Ransomware attacks are becoming more common, more effective and more costly. Has your company studied the threats, strengthened its defenses and made a plan in case an attack succeeds?

Ransomware attacks are seizing headlines, but the reality is even darker. Most victims never appear in the media, since they quietly pay to make the problem go away. The danger is intensifying as threats multiply, their sophistication rises, and the ransoms hackers demand become higher and higher.

What would you do if tomorrow hackers breach your systems and lock you out of your own data and systems? They can hold hostage assets such as your customers’ credit card numbers, or critical business processes on which your operations depend, or sensitive data that you are bound by law to protect. The hackers have increasingly used a 1-2 punch by saying: pay up to get your data unlocked and/or pay up or we release all your data on the internet. A permanent lockout could cripple your operations. A public release could harm your customers, poison your brand and provoke regulatory scrutiny and heavy fines.

The four new dangers

You can reduce the risks, but you need to act now. Here are four things you need to know about the new dangers.

Protecting against these costly, sophisticated ransomware schemes

Your first defense: be better than your peers.

Ransomware criminals will choose the most lucrative and softest targets, so it’s wise to harden your defenses and encourage hackers to look elsewhere.
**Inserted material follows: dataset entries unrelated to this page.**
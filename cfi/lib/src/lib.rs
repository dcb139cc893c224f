/*++

Licensed under the Apache-2.0 license.

File Name:

    lib.rs

--*/

#![no_std]
extern crate core;

mod cfi;

pub use cfi::*;
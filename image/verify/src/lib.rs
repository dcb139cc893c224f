/*++

Licensed under the Apache-2.0 license.

File Name:

   lib.rs

Abstract:

    Chain-of-Trust image verification library.

--*/
#![cfg_attr(not(feature = "std"), no_std)]

pub mod der;
mod engine;
pub mod method;
pub mod parser;
mod pool;
pub mod printer;
mod rollback;
mod state;

use cot_error::CotResult;
use cot_image_types::{AuthParamTypeDesc, HashAlgorithm, ImageId, SignatureAlgorithm};

pub use engine::{AuthModule, Rejection};
pub use parser::{ImageParser, ParserRegistry};
pub use pool::ParamPool;
pub use rollback::{AntiRollbackGate, RollbackDecision};
pub use state::AuthState;

/// Cryptographic primitives
pub trait CryptoProvider {
    /// Calculate a digest of `data`
    ///
    /// `out` is exactly the digest length of `alg`.
    fn digest(&self, alg: HashAlgorithm, data: &[u8], out: &mut [u8]) -> CotResult<()>;

    /// Verify a signature
    ///
    /// # Arguments
    ///
    /// * `alg`  - Signature algorithm
    /// * `key`  - Raw public key (SEC1 point or Ed25519 key)
    /// * `data` - Signed data
    /// * `sig`  - Algorithm specific signature encoding
    ///
    /// # Returns
    ///
    /// * `bool` - `false` when the signature does not match. Errors are
    ///   reserved for keys or algorithms the provider cannot handle.
    fn verify_signature(
        &self,
        alg: SignatureAlgorithm,
        key: &[u8],
        data: &[u8],
        sig: &[u8],
    ) -> CotResult<bool>;
}

/// Root-of-trust public key as provisioned on the platform
#[derive(Debug, Copy, Clone, Eq, PartialEq)]
pub enum RotpkInfo<'a> {
    /// DER `SubjectPublicKeyInfo` of the key
    Key(&'a [u8]),

    /// Digest of the DER `SubjectPublicKeyInfo`
    KeyHash {
        alg: HashAlgorithm,
        digest: &'a [u8],
    },

    /// No key provisioned; development parts only
    NotDeployed,
}

/// Platform Environment
pub trait PlatformEnv<Id: ImageId> {
    /// Get the root-of-trust key anchoring root images whose key parameter
    /// is `key_desc`
    fn rotpk(&self, key_desc: &AuthParamTypeDesc) -> CotResult<RotpkInfo<'_>>;

    /// Accept an image even though its counter cannot be read
    fn rollback_exempt(&self, _id: Id) -> bool {
        false
    }
}

/// Non-volatile counter storage
pub trait NvCounterStorage<Id: ImageId> {
    /// Read the counter of an image
    fn read(&self, id: Id) -> CotResult<u32>;

    /// Write the counter of an image
    fn write(&mut self, id: Id, value: u32) -> CotResult<()>;
}

/// Source of images already resident in memory
pub trait ImageLoader<Id: ImageId> {
    /// Get the loaded image of `id`, if any
    fn image(&self, id: Id) -> Option<&[u8]>;
}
Make your cybersecurity top-notch, with multi-factor authentication on all accounts (including VPN access), robust patching and vulnerability management, up-to-date antivirus and intrusion detection systems, and remote desktop protocols (RDP) that are either disabled or not accessible from the internet. 
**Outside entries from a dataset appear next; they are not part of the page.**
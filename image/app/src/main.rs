/*++

Licensed under the Apache-2.0 license.

File Name:

   main.rs

Abstract:

    Main entry point of the Chain of Trust imaging application

--*/
use std::path::PathBuf;

use clap::{arg, value_parser, Command};

mod create;

/// Entry point
fn main() -> anyhow::Result<()> {
    let sub_cmds = vec![
        Command::new("create-cert")
            .about("Create a signed Chain of Trust certificate")
            .arg(
                arg!(--"config" <FILE> "Certificate configuration file")
                    .required(true)
                    .value_parser(value_parser!(PathBuf)),
            )
            .arg(
                arg!(--"out" <FILE> "Output file")
                    .required(true)
                    .value_parser(value_parser!(PathBuf)),
            ),
        Command::new("create-container")
            .about("Wrap a firmware payload in a container")
            .arg(
                arg!(--"payload" <FILE> "Firmware payload")
                    .required(true)
                    .value_parser(value_parser!(PathBuf)),
            )
            .arg(
                arg!(--"svn" <U32> "Security Version Number")
                    .required(true)
                    .value_parser(value_parser!(u32)),
            )
            .arg(
                arg!(--"out" <FILE> "Output file")
                    .required(true)
                    .value_parser(value_parser!(PathBuf)),
            ),
    ];

    let cmd = Command::new("cot-image-app")
        .arg_required_else_help(true)
        .subcommands(sub_cmds)
        .about("Chain of Trust imaging tools")
        .get_matches();

    match cmd.subcommand() {
        Some(("create-cert", args)) => create::run_cert_cmd(args),
        Some(("create-container", args)) => create::run_container_cmd(args),
        _ => unreachable!(),
    }
}
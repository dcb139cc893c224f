/*++

Licensed under the Apache-2.0 license.

File Name:

    der.rs

Abstract:

    Bounds-checked reader for definite-length DER.

--*/

use cot_error::{CotError, CotResult};
use cot_image_types::ObjectIdentifier;

pub const TAG_BOOLEAN: u8 = 0x01;
pub const TAG_INTEGER: u8 = 0x02;
pub const TAG_BIT_STRING: u8 = 0x03;
pub const TAG_OCTET_STRING: u8 = 0x04;
pub const TAG_NULL: u8 = 0x05;
pub const TAG_OID: u8 = 0x06;
pub const TAG_SEQUENCE: u8 = 0x30;

/// Context-specific constructed tag `[n]`
pub const fn tag_context(n: u8) -> u8 {
    0xa0 | n
}

/// Context-specific primitive tag `[n]`
pub const fn tag_context_primitive(n: u8) -> u8 {
    0x80 | n
}

const HIGH_TAG_NUMBER: u8 = 0x1f;

/// One DER element
#[derive(Debug, Copy, Clone, Eq, PartialEq)]
pub struct DerElement<'a> {
    /// Identifier octet
    pub tag: u8,

    /// Contents octets
    pub content: &'a [u8],

    /// Whole encoding: identifier, length and contents
    pub raw: &'a [u8],
}

/// Sequential reader over the elements of a DER buffer
///
/// Every element is bounds-checked against the buffer given to the reader,
/// so reading the contents of a constructed element with a new reader can
/// never run past its parent.
#[derive(Debug, Copy, Clone)]
pub struct DerReader<'a> {
    buf: &'a [u8],
}

impl<'a> DerReader<'a> {
    pub fn new(buf: &'a [u8]) -> Self {
        Self { buf }
    }

    pub fn is_empty(&self) -> bool {
        self.buf.is_empty()
    }

    /// Tag of the next element without consuming it
    pub fn peek_tag(&self) -> Option<u8> {
        self.buf.first().copied()
    }

    /// Read the next element whatever its tag
    pub fn read_any(&mut self) -> CotResult<DerElement<'a>> {
        let tag = *self.buf.first().ok_or(CotError::PARSER_DER_TRUNCATED)?;
        if tag & HIGH_TAG_NUMBER == HIGH_TAG_NUMBER {
            return Err(CotError::PARSER_DER_UNEXPECTED_TAG);
        }

        let (len, len_size) = Self::decode_len(self.buf.get(1..).unwrap_or(&[]))?;
        let header = 1 + len_size;
        let total = header
            .checked_add(len)
            .ok_or(CotError::PARSER_DER_BAD_LENGTH)?;
        let raw = self.buf.get(..total).ok_or(CotError::PARSER_DER_TRUNCATED)?;
        let content = raw.get(header..).ok_or(CotError::PARSER_DER_TRUNCATED)?;
        self.buf = self.buf.get(total..).unwrap_or(&[]);

        Ok(DerElement { tag, content, raw })
    }

    /// Read the next element, which must carry `tag`
    pub fn read(&mut self, tag: u8) -> CotResult<DerElement<'a>> {
        match self.peek_tag() {
            Some(t) if t == tag => self.read_any(),
            Some(_) => Err(CotError::PARSER_DER_UNEXPECTED_TAG),
            None => Err(CotError::PARSER_DER_TRUNCATED),
        }
    }

    /// Read the next element only if it carries `tag`
    pub fn read_optional(&mut self, tag: u8) -> CotResult<Option<DerElement<'a>>> {
        if self.peek_tag() == Some(tag) {
            self.read_any().map(Some)
        } else {
            Ok(None)
        }
    }

    /// Fail with `err` if any byte is left
    pub fn finish(&self, err: CotError) -> CotResult<()> {
        if self.buf.is_empty() {
            Ok(())
        } else {
            Err(err)
        }
    }

    /// Decode a definite length; returns the length and the number of
    /// length octets. Lengths must use the minimal encoding.
    fn decode_len(buf: &[u8]) -> CotResult<(usize, usize)> {
        let first = *buf.first().ok_or(CotError::PARSER_DER_TRUNCATED)?;
        if first < 0x80 {
            return Ok((usize::from(first), 1));
        }

        let count = usize::from(first & 0x7f);
        if count == 0 || count > core::mem::size_of::<u32>() {
            return Err(CotError::PARSER_DER_BAD_LENGTH);
        }
        let octets = buf
            .get(1..=count)
            .ok_or(CotError::PARSER_DER_TRUNCATED)?;
        if octets.first() == Some(&0) {
            return Err(CotError::PARSER_DER_BAD_LENGTH);
        }

        let len = octets
            .iter()
            .fold(0usize, |len, b| (len << 8) | usize::from(*b));
        if len < 0x80 {
            return Err(CotError::PARSER_DER_BAD_LENGTH);
        }
        Ok((len, 1 + count))
    }
}

/// Decode the contents of an OBJECT IDENTIFIER element
pub fn decode_oid(element: &DerElement) -> Option<ObjectIdentifier> {
    if element.tag != TAG_OID {
        return None;
    }
    ObjectIdentifier::from_bytes(element.content).ok()
}

/// Parsed `AlgorithmIdentifier`
#[derive(Debug, Copy, Clone)]
pub struct AlgorithmIdentifier<'a> {
    pub oid: ObjectIdentifier,
    pub params: Option<DerElement<'a>>,
}

/// Parse an `AlgorithmIdentifier ::= SEQUENCE { OID, ANY OPTIONAL }` that
/// exactly fills `buf`
pub fn parse_algorithm_identifier(buf: &[u8]) -> CotResult<AlgorithmIdentifier<'_>> {
    let mut outer = DerReader::new(buf);
    let seq = outer.read(TAG_SEQUENCE)?;
    outer.finish(CotError::PARSER_DER_BAD_LENGTH)?;

    let mut inner = DerReader::new(seq.content);
    let oid = decode_oid(&inner.read(TAG_OID)?).ok_or(CotError::PARAM_MALFORMED_ALG_ID)?;
    let params = if inner.is_empty() {
        None
    } else {
        Some(inner.read_any()?)
    };
    inner.finish(CotError::PARAM_MALFORMED_ALG_ID)?;

    Ok(AlgorithmIdentifier { oid, params })
}

/// Contents of a BIT STRING with no unused bits
pub fn bit_string_bytes<'a>(element: &DerElement<'a>) -> Option<&'a [u8]> {
    if element.tag != TAG_BIT_STRING {
        return None;
    }
    match element.content.split_first() {
        Some((&0, bytes)) => Some(bytes),
        _ => None,
    }
}

/// Decode a non-negative DER INTEGER of at most 32 bits
///
/// # Arguments
///
/// * `buf` - Complete INTEGER encoding
///
/// # Returns
///
/// * `u32` - Value
pub fn decode_u32(buf: &[u8]) -> CotResult<u32> {
    let mut reader = DerReader::new(buf);
    let int = reader
        .read(TAG_INTEGER)
        .map_err(|_| CotError::PARAM_MALFORMED_NV_COUNTER)?;
    reader.finish(CotError::PARAM_MALFORMED_NV_COUNTER)?;

    let content = int.content;
    let first = *content
        .first()
        .ok_or(CotError::PARAM_MALFORMED_NV_COUNTER)?;
    if first & 0x80 != 0 {
        // Negative
        return Err(CotError::PARAM_MALFORMED_NV_COUNTER);
    }

    let magnitude = match content.split_first() {
        Some((&0, rest)) if !rest.is_empty() => {
            if rest.first().map_or(true, |b| b & 0x80 == 0) {
                // Non-minimal leading zero
                return Err(CotError::PARAM_MALFORMED_NV_COUNTER);
            }
            rest
        }
        _ => content,
    };
    if magnitude.len() > core::mem::size_of::<u32>() {
        return Err(CotError::PARAM_MALFORMED_NV_COUNTER);
    }

    Ok(magnitude
        .iter()
        .fold(0u32, |val, b| (val << 8) | u32::from(*b)))
}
Understand where your critical data is located, the implications (including regulatory requirements) of any breach, and what you would need to recover in order to create a ‘minimum viable company.’ Create and check offline backups, along with a robust restore procedure. Define and test how much disruption you can tolerate, so if an attack does succeed, you can make the right decision about paying ransom.

Plan now to recover from an attack.

If you are hit, having a plan ready can cut your losses and get you back up and running quickly. Having segregated full and incremental backups available to restore can help you get back in business and reduce operational impact. Otherwise, even if you pay a ransom, recovery may be slow and costly, since IT environments are complex and information about critical systems may be unclear. After ransomware criminals return data and provide decryption keys, it’s all too common for companies that lack a plan to face a long and slow recovery: ransomware tools may have corrupted data and IT teams may not have the needed decryption skills.
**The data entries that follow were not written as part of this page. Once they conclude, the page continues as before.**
/*++

Licensed under the Apache-2.0 license.

File Name:

    cot.rs

Abstract:

    File contains the trusted board boot Chain of Trust: parameter type
    descriptors and the descriptor table.

    Two roots anchor the table. The trusted key certificate and the trusted
    boot firmware certificate are checked against the ROTPK. The
    non-trusted firmware content certificate carries its own key, checked
    against the platform root key (PROT_PK).

--*/

use crate::oid;
use crate::TbbrImageId::{self, *};
use crate::{TBBR_IMAGE_COUNT, TBBR_PARAM_CAP};
use cot_image_types::{
    AuthMethodDesc, AuthParamDesc, AuthParamRef, AuthParamType, AuthParamTypeDesc, CotNode,
    ImageFormat,
};

/// DER `DigestInfo` with a SHA-512 digest
pub const HASH_DER_LEN: usize = 83;

/// DER `SubjectPublicKeyInfo` of an RSA-2048 key, the largest supported
/// subject key
pub const PK_DER_LEN: usize = 294;

const _: () = assert!(HASH_DER_LEN <= TBBR_PARAM_CAP && PK_DER_LEN <= TBBR_PARAM_CAP);

// Parameter buffer pool slots, one per published parameter
pub const TB_FW_HASH_SLOT: usize = 0;
pub const TRUSTED_WORLD_PK_SLOT: usize = 1;
pub const SOC_FW_CONTENT_PK_SLOT: usize = 2;
pub const TOS_FW_CONTENT_PK_SLOT: usize = 3;
pub const SOC_FW_HASH_SLOT: usize = 4;
pub const SOC_FW_CONFIG_HASH_SLOT: usize = 5;
pub const TOS_FW_HASH_SLOT: usize = 6;
pub const NT_WORLD_BL_HASH_SLOT: usize = 7;

pub static SUBJECT_PK: AuthParamTypeDesc = AuthParamTypeDesc::new(AuthParamType::PubKey);
pub static SIG: AuthParamTypeDesc = AuthParamTypeDesc::new(AuthParamType::Sig);
pub static SIG_ALG: AuthParamTypeDesc = AuthParamTypeDesc::new(AuthParamType::SigAlg);
pub static RAW_DATA: AuthParamTypeDesc = AuthParamTypeDesc::new(AuthParamType::RawData);

pub static TRUSTED_NV_CTR: AuthParamTypeDesc =
    AuthParamTypeDesc::with_cookie(AuthParamType::NvCounter, oid::TRUSTED_FW_NVCOUNTER);
pub static NON_TRUSTED_NV_CTR: AuthParamTypeDesc =
    AuthParamTypeDesc::with_cookie(AuthParamType::NvCounter, oid::NON_TRUSTED_FW_NVCOUNTER);
/// Security version of a firmware container
pub static CONTAINER_NV_CTR: AuthParamTypeDesc = AuthParamTypeDesc::new(AuthParamType::NvCounter);

pub static PROT_PK: AuthParamTypeDesc =
    AuthParamTypeDesc::with_cookie(AuthParamType::PubKey, oid::PROT_PK);
pub static TRUSTED_WORLD_PK: AuthParamTypeDesc =
    AuthParamTypeDesc::with_cookie(AuthParamType::PubKey, oid::TRUSTED_WORLD_PK);
pub static SOC_FW_CONTENT_PK: AuthParamTypeDesc =
    AuthParamTypeDesc::with_cookie(AuthParamType::PubKey, oid::SOC_FW_CONTENT_CERT_PK);
pub static TOS_FW_CONTENT_PK: AuthParamTypeDesc =
    AuthParamTypeDesc::with_cookie(AuthParamType::PubKey, oid::TRUSTED_OS_FW_CONTENT_CERT_PK);

pub static TB_FW_HASH: AuthParamTypeDesc =
    AuthParamTypeDesc::with_cookie(AuthParamType::Hash, oid::TRUSTED_BOOT_FW_HASH);
pub static SOC_FW_HASH: AuthParamTypeDesc =
    AuthParamTypeDesc::with_cookie(AuthParamType::Hash, oid::SOC_AP_FW_HASH);
pub static SOC_FW_CONFIG_HASH: AuthParamTypeDesc =
    AuthParamTypeDesc::with_cookie(AuthParamType::Hash, oid::SOC_FW_CONFIG_HASH);
pub static TOS_FW_HASH: AuthParamTypeDesc =
    AuthParamTypeDesc::with_cookie(AuthParamType::Hash, oid::TRUSTED_OS_FW_HASH);
pub static NT_WORLD_BL_HASH: AuthParamTypeDesc =
    AuthParamTypeDesc::with_cookie(AuthParamType::Hash, oid::NON_TRUSTED_WORLD_BOOTLOADER_HASH);

/// Certificate signature checked under `$pk`
macro_rules! signed_by {
    ($pk:expr) => {
        AuthMethodDesc::Signature {
            pk: $pk,
            sig: AuthParamRef::image(&SIG),
            alg: AuthParamRef::image(&SIG_ALG),
            data: AuthParamRef::image(&RAW_DATA),
        }
    };
}

/// Image payload checked against the parent's `$hash`
macro_rules! hashed_by {
    ($hash:expr) => {
        AuthMethodDesc::Hash {
            data: AuthParamRef::image(&RAW_DATA),
            hash: AuthParamRef::parent(&$hash),
        }
    };
}

macro_rules! publish {
    ($desc:expr, $slot:expr, $len:expr) => {
        AuthParamDesc {
            type_desc: &$desc,
            slot: $slot,
            max_len: $len,
        }
    };
}

/// Leaf image authenticated by a hash published by its parent
macro_rules! raw_image {
    ($id:expr, $parent:expr, $hash:expr) => {
        CotNode {
            id: $id,
            format: ImageFormat::Raw,
            parent: Some($parent),
            methods: &[hashed_by!($hash)],
            authenticated_data: &[],
            nv_ctr: None,
        }
    };
}

pub static TBBR_COT: [CotNode<TbbrImageId>; TBBR_IMAGE_COUNT] = [
    CotNode {
        id: TrustedBootFwCert,
        format: ImageFormat::Certificate,
        parent: None,
        methods: &[signed_by!(AuthParamRef::image(&SUBJECT_PK))],
        authenticated_data: &[publish!(TB_FW_HASH, TB_FW_HASH_SLOT, HASH_DER_LEN)],
        nv_ctr: Some(&TRUSTED_NV_CTR),
    },
    raw_image!(Bl2Image, TrustedBootFwCert, TB_FW_HASH),
    CotNode {
        id: TrustedKeyCert,
        format: ImageFormat::Certificate,
        parent: None,
        methods: &[signed_by!(AuthParamRef::image(&SUBJECT_PK))],
        authenticated_data: &[publish!(TRUSTED_WORLD_PK, TRUSTED_WORLD_PK_SLOT, PK_DER_LEN)],
        nv_ctr: Some(&TRUSTED_NV_CTR),
    },
    CotNode {
        id: SocFwKeyCert,
        format: ImageFormat::Certificate,
        parent: Some(TrustedKeyCert),
        methods: &[signed_by!(AuthParamRef::parent(&TRUSTED_WORLD_PK))],
        authenticated_data: &[publish!(SOC_FW_CONTENT_PK, SOC_FW_CONTENT_PK_SLOT, PK_DER_LEN)],
        nv_ctr: Some(&TRUSTED_NV_CTR),
    },
    CotNode {
        id: SocFwContentCert,
        format: ImageFormat::Certificate,
        parent: Some(SocFwKeyCert),
        methods: &[signed_by!(AuthParamRef::parent(&SOC_FW_CONTENT_PK))],
        authenticated_data: &[
            publish!(SOC_FW_HASH, SOC_FW_HASH_SLOT, HASH_DER_LEN),
            publish!(SOC_FW_CONFIG_HASH, SOC_FW_CONFIG_HASH_SLOT, HASH_DER_LEN),
        ],
        nv_ctr: Some(&TRUSTED_NV_CTR),
    },
    raw_image!(Bl31Image, SocFwContentCert, SOC_FW_HASH),
    raw_image!(SocFwConfig, SocFwContentCert, SOC_FW_CONFIG_HASH),
    CotNode {
        id: TrustedOsFwKeyCert,
        format: ImageFormat::Certificate,
        parent: Some(TrustedKeyCert),
        methods: &[signed_by!(AuthParamRef::parent(&TRUSTED_WORLD_PK))],
        authenticated_data: &[publish!(TOS_FW_CONTENT_PK, TOS_FW_CONTENT_PK_SLOT, PK_DER_LEN)],
        nv_ctr: Some(&TRUSTED_NV_CTR),
    },
    CotNode {
        id: TrustedOsFwContentCert,
        format: ImageFormat::Certificate,
        parent: Some(TrustedOsFwKeyCert),
        methods: &[signed_by!(AuthParamRef::parent(&TOS_FW_CONTENT_PK))],
        authenticated_data: &[publish!(TOS_FW_HASH, TOS_FW_HASH_SLOT, HASH_DER_LEN)],
        nv_ctr: Some(&TRUSTED_NV_CTR),
    },
    CotNode {
        id: Bl32Image,
        format: ImageFormat::Container,
        parent: Some(TrustedOsFwContentCert),
        methods: &[hashed_by!(TOS_FW_HASH)],
        authenticated_data: &[],
        nv_ctr: Some(&CONTAINER_NV_CTR),
    },
    CotNode {
        id: NonTrustedFwContentCert,
        format: ImageFormat::Certificate,
        parent: None,
        methods: &[signed_by!(AuthParamRef::image(&PROT_PK))],
        authenticated_data: &[publish!(NT_WORLD_BL_HASH, NT_WORLD_BL_HASH_SLOT, HASH_DER_LEN)],
        nv_ctr: Some(&NON_TRUSTED_NV_CTR),
    },
    raw_image!(Bl33Image, NonTrustedFwContentCert, NT_WORLD_BL_HASH),
];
Develop and exercise today incident response and crisis plans. Test these plans for a catastrophic ransomware scenario, where common security and IT tools may be unavailable and recovery efforts could require weeks or months. Make sure you have the technical expertise to respond to the attack by determining its cause, investigating its extent, containing the breach and expelling the attacker from your environment.

Bottom line

Ransomware is a major and growing danger, against which you must strengthen defenses and develop a response plan, right now. Ransomware criminals are multiplying, attracting new cyber talent, innovating malware, and acting with impunity. To reduce the risks, your defenses and incident response plan must be both top-notch and continually evolving. The right defense plan will also be unique to your organization: it will consider your critical needs, your current and potential defenses, your vulnerabilities and your organizational ethos.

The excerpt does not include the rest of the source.